Objective: To report and analyze the mutations of the double-stranded RNA-specific adenosine deaminase (DSRAD) gene in 2 Chinese pedigrees with dyschromatosis symmetrica hereditaria (DSH). Design: Pedigree study. Setting: Anhui province of China. Patients: Two Chinese families, consisting of 19 individuals (family 1) and 5 individuals (family 2). Interventions: We directly performed mutation detection of the DSRAD gene in 2 Chinese families with DSH by sequencing. The whole coding region of DSRAD was amplified by polymerase chain reaction, and products were analyzed by direct sequencing. Main Outcome Measures: Frameshift DSRAD gene mutations.

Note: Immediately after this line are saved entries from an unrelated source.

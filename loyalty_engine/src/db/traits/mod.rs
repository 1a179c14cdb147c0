//! # Ledger storage contract
//!
//! This module defines the interface that ledger *backends* must implement to be used by the loyalty engine.
//!
//! * [`LedgerStore`] owns users, orders, and withdrawals. It is the only component allowed to change a balance or an
//!   order status, and it does so transactionally.
//! * [`LedgerError`] is the failure taxonomy every backend reports in.
//!
//! Two backends ship with the engine: [`crate::PostgresDatabase`] for production and [`crate::MemoryLedger`], which
//! honours the same contract in process and is used for deterministic tests.
mod ledger_store;

pub use ledger_store::{LedgerError, LedgerStore};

Results: The c.3513insC (Arg1171fs) mutation was found in all patients but not in the healthy individuals from family 1, and the c.3220_3224delGCATC (Gly1073fs) mutation was found in 2 patients but not in the healthy members of family 2. These 2 mutations were not found in 96 unrelated control individuals. Conclusion: Our data suggest that these 2 novel frame-shift mutations in the DSRAD gene could cause DSH in the Chinese Han population and add new variants to the repertoire of DSRAD mutations in DSH.